わたしは試作物をそっと作業台の隅に置いた。
◇◇◇
父が振り返った。
ドライバーを置いて、こちらの作業台に視線を落とす。皺の刻まれた指で、組み上がった歯車機構をしばらく見つめていた。
「リナ」
「うん」
「それは、何だ」
少し迷ってから、わたしは答えた。
「……『差を写して比べる仕掛け』」
父は短く息を吐いた。
「これは、まだ概念模型だな」
(——え)
「歯車の遊びがある。軸が真っ直ぐじゃない。何回か回せばずれる」
父の指が、軸の根元のわずかな歪みを示した。
「実用品にするなら、遊びと摩耗と速度差を潰す必要がある」
「うん」
頷きながら、内心で頭が冷えた。父の言う通りだった。今のわたしの試作は、原理を確かめただけの代物。これで村の魔法の揺らぎを記録するのは、まだ無理だ。
(——精密な歯車が要る)
(——わたしの手では、作れない)
「写して、比べる」
父が低く繰り返した。声の調子に問い詰める色はなかった。ただ、聞き返しただけ。
「わたしが眼で見た差を、歯車の位置に写し取る。その差を機械の側で比べる」
父はもう一度試作を見た。Aの歯車に指を一本だけ触れる。それからBの歯車にも触れる。両方を同時に押さえようとして、片手では届かないと気付いて、手を引いた。
「……お前、これを、何に使うつもりだ」
問いの声は静かだった。
「魔法の不調に、役に立つかもしれない」
父の眉が、ほんのわずかに上がった。
数瞬の沈黙。
それから父はドライバーをまたつまみ上げて、自分の置時計に向き直った。それ以上は何も聞かなかった。
(——お父さんは、たぶん何かを察した)
(——その上で、置時計の修理に戻った)
工房の隅に置かれた小箱に、四つの歯車と三本の軸でできた小さな機構が静かに収まっている。
(——明日、グスタフさんに見せよう)
立ち上がりかけて、わたしはもう一度試作物を見下ろした。木の軸はぐらつくし、歯車の噛み合わせも甘い。原理は動くけれど、これではまだ「がらくたみたいな道具」のままだ。

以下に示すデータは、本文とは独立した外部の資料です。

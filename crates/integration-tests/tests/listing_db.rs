//! Database integration tests for the maintenance operations.
//!
//! These tests require a `PostgreSQL` server reachable through `DATABASE_URL`.
//! `#[sqlx::test]` creates a fresh database per test and applies the
//! migrations from `crates/db/migrations/`.
//!
//! Run with: cargo test -p realty-integration-tests -- --include-ignored

use rust_decimal::Decimal;
use serde_json::json;
use sqlx::PgPool;

use realty_core::{Email, UserRole};
use realty_db::PgStore;
use realty_db::repo::PropertyRepository;
use realty_db::services::{
    Include, InspectedProperties, check_mappings, count_records, inspect, promote,
};
use realty_integration_tests::{seed_image, seed_inquiry, seed_property, seed_user, user_roles};

type TestResult = Result<(), Box<dyn std::error::Error>>;

// =============================================================================
// Counting
// =============================================================================

#[sqlx::test(migrations = "../db/migrations")]
#[ignore = "Requires PostgreSQL (DATABASE_URL)"]
async fn test_count_matches_seeded_rows(pool: PgPool) -> TestResult {
    let repo = PropertyRepository::new(&pool);
    assert_eq!(repo.count().await?, 0);

    let agent = seed_user(&pool, "Dana", "dana@realty.test", UserRole::Agent).await?;
    for title in ["Harbour loft", "Hillside cabin", "Garden flat"] {
        seed_property(&pool, title, agent, None).await?;
    }

    assert_eq!(repo.count().await?, 3);
    Ok(())
}

#[sqlx::test(migrations = "../db/migrations")]
#[ignore = "Requires PostgreSQL (DATABASE_URL)"]
async fn test_record_counts(pool: PgPool) -> TestResult {
    let agent = seed_user(&pool, "Dana", "dana@realty.test", UserRole::Agent).await?;
    let buyer = seed_user(&pool, "Sam", "sam@realty.test", UserRole::User).await?;
    let loft = seed_property(&pool, "Harbour loft", agent, None).await?;
    seed_inquiry(&pool, loft, Some(buyer), "Is parking included?").await?;
    seed_inquiry(&pool, loft, None, "Still available?").await?;

    let counts = count_records(&PgStore::new(pool)).await?;

    assert_eq!(counts.properties, 1);
    assert_eq!(counts.users, 2);
    assert_eq!(counts.inquiries, 2);
    Ok(())
}

// =============================================================================
// Inspection
// =============================================================================

#[sqlx::test(migrations = "../db/migrations")]
#[ignore = "Requires PostgreSQL (DATABASE_URL)"]
async fn test_inspect_empty_database(pool: PgPool) -> TestResult {
    let report = inspect(&PgStore::new(pool), Include::Agent).await?;

    assert_eq!(report.total, 0);
    assert!(report.properties.is_empty());
    Ok(())
}

#[sqlx::test(migrations = "../db/migrations")]
#[ignore = "Requires PostgreSQL (DATABASE_URL)"]
async fn test_inspect_joins_agents(pool: PgPool) -> TestResult {
    let dana = seed_user(&pool, "Dana", "dana@realty.test", UserRole::Agent).await?;
    let lee = seed_user(&pool, "Lee", "lee@realty.test", UserRole::Admin).await?;
    seed_property(&pool, "Harbour loft", dana, Some(Decimal::new(52_500_000, 2))).await?;
    seed_property(&pool, "Hillside cabin", lee, None).await?;

    let report = inspect(&PgStore::new(pool), Include::Agent).await?;

    assert_eq!(report.total, 2);
    let InspectedProperties::WithAgent(rows) = report.properties else {
        panic!("expected agent rows");
    };
    let summary: Vec<(&str, &str, UserRole)> = rows
        .iter()
        .map(|row| {
            (
                row.property.title.as_str(),
                row.agent.name.as_str(),
                row.agent.role,
            )
        })
        .collect();
    assert_eq!(
        summary,
        vec![
            ("Harbour loft", "Dana", UserRole::Agent),
            ("Hillside cabin", "Lee", UserRole::Admin),
        ]
    );

    let first = serde_json::to_value(&rows[0])?;
    assert_eq!(first["price"], "525000.00");
    assert_eq!(first["agent"]["email"], "dana@realty.test");
    Ok(())
}

#[sqlx::test(migrations = "../db/migrations")]
#[ignore = "Requires PostgreSQL (DATABASE_URL)"]
async fn test_inspect_orders_images(pool: PgPool) -> TestResult {
    let agent = seed_user(&pool, "Dana", "dana@realty.test", UserRole::Agent).await?;
    let loft = seed_property(&pool, "Harbour loft", agent, None).await?;
    let cabin = seed_property(&pool, "Hillside cabin", agent, None).await?;
    seed_image(&pool, loft, "https://cdn.realty.test/loft/kitchen.jpg", 2).await?;
    seed_image(&pool, loft, "https://cdn.realty.test/loft/front.jpg", 0).await?;
    seed_image(&pool, loft, "https://cdn.realty.test/loft/lounge.jpg", 1).await?;

    let report = inspect(&PgStore::new(pool), Include::Images).await?;

    let InspectedProperties::WithImages(rows) = report.properties else {
        panic!("expected image rows");
    };
    assert_eq!(rows.len(), 2);

    let loft_row = rows.iter().find(|row| row.property.id == loft).ok_or("loft missing")?;
    let urls: Vec<&str> = loft_row.images.iter().map(|image| image.url.as_str()).collect();
    assert_eq!(
        urls,
        vec![
            "https://cdn.realty.test/loft/front.jpg",
            "https://cdn.realty.test/loft/lounge.jpg",
            "https://cdn.realty.test/loft/kitchen.jpg",
        ]
    );

    let cabin_row = rows.iter().find(|row| row.property.id == cabin).ok_or("cabin missing")?;
    assert!(cabin_row.images.is_empty());
    Ok(())
}

// =============================================================================
// Mapping check
// =============================================================================

#[sqlx::test(migrations = "../db/migrations")]
#[ignore = "Requires PostgreSQL (DATABASE_URL)"]
async fn test_mappings_return_only_projected_fields(pool: PgPool) -> TestResult {
    let agent = seed_user(&pool, "Dana", "dana@realty.test", UserRole::Agent).await?;
    seed_property(&pool, "Harbour loft", agent, Some(Decimal::new(1, 0))).await?;

    let report = check_mappings(&PgStore::new(pool)).await?;

    assert_eq!(
        serde_json::to_value(&report)?,
        json!({
            "properties": [{ "title": "Harbour loft", "agentId": agent.as_i32() }],
            "users": [{ "id": agent.as_i32(), "name": "Dana", "email": "dana@realty.test" }],
        })
    );
    Ok(())
}

#[sqlx::test(migrations = "../db/migrations")]
#[ignore = "Requires PostgreSQL (DATABASE_URL)"]
async fn test_stored_emails_pass_through_unchanged(pool: PgPool) -> TestResult {
    // Rows written before the web app checked emails
    let padded = seed_user(&pool, "Dana", " Dana@realty.test ", UserRole::Agent).await?;
    let bare = seed_user(&pool, "Root", "admin", UserRole::Admin).await?;
    seed_property(&pool, "Harbour loft", padded, None).await?;
    seed_property(&pool, "Hillside cabin", bare, None).await?;
    let store = PgStore::new(pool);

    let mappings = serde_json::to_value(check_mappings(&store).await?)?;
    assert_eq!(mappings["users"][0]["email"], " Dana@realty.test ");
    assert_eq!(mappings["users"][1]["email"], "admin");

    let report = inspect(&store, Include::Agent).await?;
    let InspectedProperties::WithAgent(rows) = report.properties else {
        panic!("expected agent rows");
    };
    let emails: Vec<&str> = rows.iter().map(|row| row.agent.email.as_str()).collect();
    assert_eq!(emails, vec![" Dana@realty.test ", "admin"]);
    Ok(())
}

// =============================================================================
// Role promotion
// =============================================================================

#[sqlx::test(migrations = "../db/migrations")]
#[ignore = "Requires PostgreSQL (DATABASE_URL)"]
async fn test_promote_changes_only_target_role(pool: PgPool) -> TestResult {
    seed_user(&pool, "Dana", "dana@realty.test", UserRole::Agent).await?;
    seed_user(&pool, "Sam", "sam@realty.test", UserRole::User).await?;
    seed_user(&pool, "Lee", "lee@realty.test", UserRole::User).await?;

    let before = user_roles(&pool).await?;
    let email = Email::parse("sam@realty.test")?;

    let promoted = promote(&PgStore::new(pool.clone()), &email, UserRole::Admin).await?;
    let promoted = promoted.ok_or("expected a matching user")?;
    assert_eq!(promoted.name, "Sam");
    assert_eq!(promoted.role, UserRole::Admin);

    let after = user_roles(&pool).await?;
    let expected: Vec<_> = before
        .into_iter()
        .map(|(id, stored, role)| {
            let role = if stored == email.as_str() {
                UserRole::Admin
            } else {
                role
            };
            (id, stored, role)
        })
        .collect();
    assert_eq!(after, expected);
    Ok(())
}

#[sqlx::test(migrations = "../db/migrations")]
#[ignore = "Requires PostgreSQL (DATABASE_URL)"]
async fn test_promote_unknown_email_creates_nothing(pool: PgPool) -> TestResult {
    let dana = seed_user(&pool, "Dana", "dana@realty.test", UserRole::Agent).await?;
    let email = Email::parse("nobody@realty.test")?;

    let promoted = promote(&PgStore::new(pool.clone()), &email, UserRole::Admin).await?;

    assert!(promoted.is_none());
    assert_eq!(
        user_roles(&pool).await?,
        vec![(dana, "dana@realty.test".to_string(), UserRole::Agent)]
    );
    Ok(())
}

#[sqlx::test(migrations = "../db/migrations")]
#[ignore = "Requires PostgreSQL (DATABASE_URL)"]
async fn test_promote_can_demote(pool: PgPool) -> TestResult {
    seed_user(&pool, "Lee", "lee@realty.test", UserRole::Admin).await?;
    let email = Email::parse("lee@realty.test")?;

    let promoted = promote(&PgStore::new(pool), &email, UserRole::Agent).await?;

    assert_eq!(promoted.map(|user| user.role), Some(UserRole::Agent));
    Ok(())
}
//! `PostgreSQL` access for the listing database.
//!
//! Each table gets a borrowed repository over a shared `PgPool`. [`PgStore`]
//! owns the pool and implements [`ListingStore`](crate::ListingStore) by
//! delegating to the repositories.

pub mod inquiries;
pub mod properties;
pub mod users;

use sqlx::PgPool;
use sqlx::postgres::PgPoolOptions;
use thiserror::Error;

use secrecy::ExposeSecret;

use realty_core::{Email, UserRole};

use crate::config::DbConfig;
use crate::models::{
    PromotedUser, PropertyMapping, PropertyWithAgent, PropertyWithImages, RecordCounts,
    UserMapping,
};
use crate::services::ListingStore;

pub use inquiries::InquiryRepository;
pub use properties::PropertyRepository;
pub use users::UserRepository;

/// Errors that can occur during repository operations.
#[derive(Debug, Error)]
pub enum RepositoryError {
    /// Database error from sqlx.
    #[error("database error: {0}")]
    Database(#[from] sqlx::Error),

    /// Data in the database is corrupted or invalid.
    #[error("data corruption: {0}")]
    DataCorruption(String),

    /// A schema migration failed.
    #[error("migration error: {0}")]
    Migration(#[from] sqlx::migrate::MigrateError),
}

/// Create a `PostgreSQL` connection pool from the loaded configuration.
///
/// # Errors
///
/// Returns `sqlx::Error` if the connection cannot be established.
pub async fn create_pool(config: &DbConfig) -> Result<PgPool, sqlx::Error> {
    PgPoolOptions::new()
        .max_connections(config.max_connections)
        .min_connections(0)
        .acquire_timeout(config.acquire_timeout)
        .connect(config.database_url.expose_secret())
        .await
}

/// Apply the embedded migrations in `crates/db/migrations/`.
///
/// # Errors
///
/// Returns `RepositoryError::Migration` if a migration fails to apply.
pub async fn run_migrations(pool: &PgPool) -> Result<(), RepositoryError> {
    sqlx::migrate!("./migrations").run(pool).await?;
    Ok(())
}

/// Convert a `COUNT(*)` result into an unsigned total.
fn to_count(raw: i64) -> Result<u64, RepositoryError> {
    u64::try_from(raw)
        .map_err(|_| RepositoryError::DataCorruption(format!("negative row count: {raw}")))
}

/// Database-backed [`ListingStore`].
#[derive(Debug, Clone)]
pub struct PgStore {
    pool: PgPool,
}

impl PgStore {
    /// Wrap an open pool.
    #[must_use]
    pub const fn new(pool: PgPool) -> Self {
        Self { pool }
    }

    /// The underlying pool.
    #[must_use]
    pub const fn pool(&self) -> &PgPool {
        &self.pool
    }

    /// Close every connection in the pool and wait for them to finish.
    pub async fn close(&self) {
        self.pool.close().await;
    }
}

impl ListingStore for PgStore {
    async fn count_properties(&self) -> Result<u64, RepositoryError> {
        PropertyRepository::new(&self.pool).count().await
    }

    async fn properties_with_agents(&self) -> Result<Vec<PropertyWithAgent>, RepositoryError> {
        PropertyRepository::new(&self.pool).list_with_agents().await
    }

    async fn properties_with_images(&self) -> Result<Vec<PropertyWithImages>, RepositoryError> {
        PropertyRepository::new(&self.pool).list_with_images().await
    }

    async fn property_mappings(&self) -> Result<Vec<PropertyMapping>, RepositoryError> {
        PropertyRepository::new(&self.pool).list_mappings().await
    }

    async fn user_mappings(&self) -> Result<Vec<UserMapping>, RepositoryError> {
        UserRepository::new(&self.pool).list_mappings().await
    }

    async fn set_role_by_email(
        &self,
        email: &Email,
        role: UserRole,
    ) -> Result<Option<PromotedUser>, RepositoryError> {
        UserRepository::new(&self.pool)
            .set_role_by_email(email, role)
            .await
    }

    async fn record_counts(&self) -> Result<RecordCounts, RepositoryError> {
        Ok(RecordCounts {
            properties: PropertyRepository::new(&self.pool).count().await?,
            users: UserRepository::new(&self.pool).count().await?,
            inquiries: InquiryRepository::new(&self.pool).count().await?,
        })
    }
}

もっと精密に、もっと小さく、もっと正確に動くものが要る。けれど父は置時計の修理で忙しいし、父の領域に踏み込みすぎるのも違う気がした。
(——もっと精密な歯車が欲しい)
(——グスタフさんなら、作れる)
工房の外で、夕方の風が屋根を撫でていた。
■あとがき・解説
第42話は、リナが歯車で XORを組み上げるまでの試行錯誤の回でした。前世のリナならシミュレータで一瞬の話が、八歳の手では一日仕事になります。今回はその XOR と、父アルベルトが助言した「歯車比」について解説します。
■この話で出てきた言葉
■「XOR(排他的論理和)」
論理ゲートの中でも、ちょっとひねくれた働きをする部品です。日本語では「はいたてきろんりわ」と読みます。
ルールは単純で「二つの入力が違うときだけ出力を出す」。両方が同じ(両方オン/両方オフ)なら出力なし。片方だけがオンになったときだけ、出力がオンになる。

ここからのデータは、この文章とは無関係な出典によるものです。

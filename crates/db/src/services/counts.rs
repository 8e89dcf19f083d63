//! Table totals.

use tracing::info;

use super::ListingStore;
use crate::models::RecordCounts;
use crate::repo::RepositoryError;

/// Count listings, users and inquiries.
///
/// # Errors
///
/// Returns the first `RepositoryError` raised by a count query.
pub async fn count_records<S: ListingStore>(store: &S) -> Result<RecordCounts, RepositoryError> {
    let counts = store.record_counts().await?;
    info!(
        properties = counts.properties,
        users = counts.users,
        inquiries = counts.inquiries,
        "Counted records"
    );
    Ok(counts)
}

なんでこんな部品が大事かというと、これがあれば「足し算の繰り上がり判定」「データを暗号で隠す処理」「二つの記録の食い違いを見つける処理」など、いろんな仕事ができるからです。前話の AND と NOT に並んで、コンピュータの最下層を支える主役の一つです。
リナがガラクタの歯車四つで作り上げたのは、まさにこの XOR の機械版でした。両方の歯車を同時に回すと打ち消し合って出力が止まる。片方だけ回すと出力が動く。電気を一切使わずに「違いを検出する」装置です。
■「歯車比」
歯車には大きさと「歯の数」があります。歯数の多い歯車と少ない歯車を噛み合わせると、回転の速さが変わる。これが「歯車比」です。

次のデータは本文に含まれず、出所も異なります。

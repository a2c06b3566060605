use std::collections::BTreeMap;

use axum::http::{HeaderName, HeaderValue};
use figment::{
    providers::{Env, Format, Serialized, Yaml},
    Figment,
};
use serde::{Deserialize, Deserializer, Serialize};
use serde_aux::prelude::deserialize_vec_from_string_or_vec;
use utoipa::ToSchema;

/// Application configuration loaded from multiple sources.
///
/// Configuration is loaded in priority order (lowest to highest):
/// 1. Struct defaults
/// 2. config.yaml file (if exists)
/// 3. Environment variables with HD_ prefix (always wins)
#[derive(Debug, Clone, Deserialize, Serialize)]
pub struct Config {
    #[serde(default)]
    pub environment: Environment,
    pub server: ServerConfig,
    pub logging: LoggingConfig,
    #[serde(default)]
    pub cors: CorsConfig,
    #[serde(default)]
    pub cookie_policy: CookiePolicyConfig,
    #[serde(default)]
    pub hsts: HstsConfig,
    #[serde(default)]
    pub https_redirection: HttpsRedirectionConfig,
    #[serde(default)]
    pub response_headers: ResponseHeadersConfig,
    #[serde(default)]
    pub response_caching: ResponseCachingConfig,
    #[serde(default)]
    pub swagger: SwaggerConfig,
}

/// Hosting environment name.
#[derive(Debug, Clone, Copy, Default, PartialEq, Eq, Deserialize, Serialize, ToSchema)]
#[serde(rename_all = "lowercase")]
pub enum Environment {
    Development,
    Staging,
    #[default]
    Production,
}

impl Environment {
    #[must_use]
    pub const fn is_development(self) -> bool {
        matches!(self, Self::Development)
    }
}

#[derive(Debug, Clone, Deserialize, Serialize)]
pub struct ServerConfig {
    /// HTTP server port.
    #[serde(default = "default_port")]
    pub port: u16,

    /// HTTP server bind address.
    #[serde(default = "default_host")]
    pub host: String,

    /// Treat `X-Forwarded-Proto: https` as an HTTPS request.
    /// Only enable behind a TLS-terminating proxy that sets the header.
    #[serde(default)]
    pub trust_forwarded_proto: bool,
}

#[derive(Debug, Clone, Deserialize, Serialize)]
pub struct LoggingConfig {
    /// Log level filter (debug, info, warn, error). `RUST_LOG` takes precedence.
    #[serde(default = "default_log_level")]
    pub level: String,
}

#[derive(Debug, Clone, Deserialize, Serialize)]
pub struct CorsConfig {
    /// Allowed origins for CORS requests.
    /// Use `"*"` to allow any origin (cannot be combined with credentials).
    /// Accepts either an array or comma-separated string.
    #[serde(
        default = "default_allowed_origins",
        deserialize_with = "deserialize_origins"
    )]
    pub allowed_origins: Vec<String>,

    /// Send `Access-Control-Allow-Credentials: true`.
    #[serde(default = "default_true")]
    pub allow_credentials: bool,
}

/// Deserialize origins from comma-separated string or array, filtering empty values.
fn deserialize_origins<'de, D>(deserializer: D) -> Result<Vec<String>, D::Error>
where
    D: Deserializer<'de>,
{
    let origins: Vec<String> = deserialize_vec_from_string_or_vec(deserializer)?;
    Ok(origins.into_iter().filter(|s| !s.is_empty()).collect())
}

impl Default for CorsConfig {
    fn default() -> Self {
        Self {
            allowed_origins: default_allowed_origins(),
            allow_credentials: default_true(),
        }
    }
}

/// `SameSite` strength, ordered weakest to strongest.
#[derive(Debug, Clone, Copy, PartialEq, Eq, PartialOrd, Ord, Deserialize, Serialize)]
#[serde(rename_all = "snake_case")]
pub enum SameSitePolicy {
    Unspecified,
    None,
    Lax,
    Strict,
}

impl SameSitePolicy {
    /// Attribute value as written in a `Set-Cookie` header.
    #[must_use]
    pub const fn attribute_value(self) -> Option<&'static str> {
        match self {
            Self::Unspecified => None,
            Self::None => Some("None"),
            Self::Lax => Some("Lax"),
            Self::Strict => Some("Strict"),
        }
    }
}

#[derive(Debug, Clone, Copy, PartialEq, Eq, Deserialize, Serialize)]
#[serde(rename_all = "snake_case")]
pub enum CookieSecurePolicy {
    SameAsRequest,
    Always,
    None,
}

#[derive(Debug, Clone, Copy, PartialEq, Eq, Deserialize, Serialize)]
#[serde(rename_all = "snake_case")]
pub enum HttpOnlyPolicy {
    None,
    Always,
}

たとえば歯数十二の歯車と歯数二十四の歯車を噛み合わせると、小さい方が一周する間に大きい方は半周しか回りません。動きが二対一の比率で変換される、というのが歯車比の基本です。
時計、自転車、自動車、工作機械——回転を伝える機械のほぼ全てが、この歯車比の上に成り立っています。父アルベルトが時計職人として最初に身につけたであろう知識でもあります。
リナの XOR が誤動作していた原因は、まさにここにありました。入力AとBの歯数が違うと、同じ力で回しても回転速度が違ってしまい、出力で打ち消し合うはずの動きがずれてしまう。父がぼそりと「歯車の比、確かめたか」と告げた一言が、リナを一気に解決まで導きました。
■「抽象化」
「同じ動きを、別の素材で再現する」という考え方のことです。
前世のリナが知っていた論理ゲートは、半導体(シリコンの結晶)の中を流れる電気で作られていました。けれど論理ゲートが「論理ゲートである」ために本当に必要なのは、電気でも半導体でもなく「特定の入力に対して、特定の出力を返す」というルールだけ。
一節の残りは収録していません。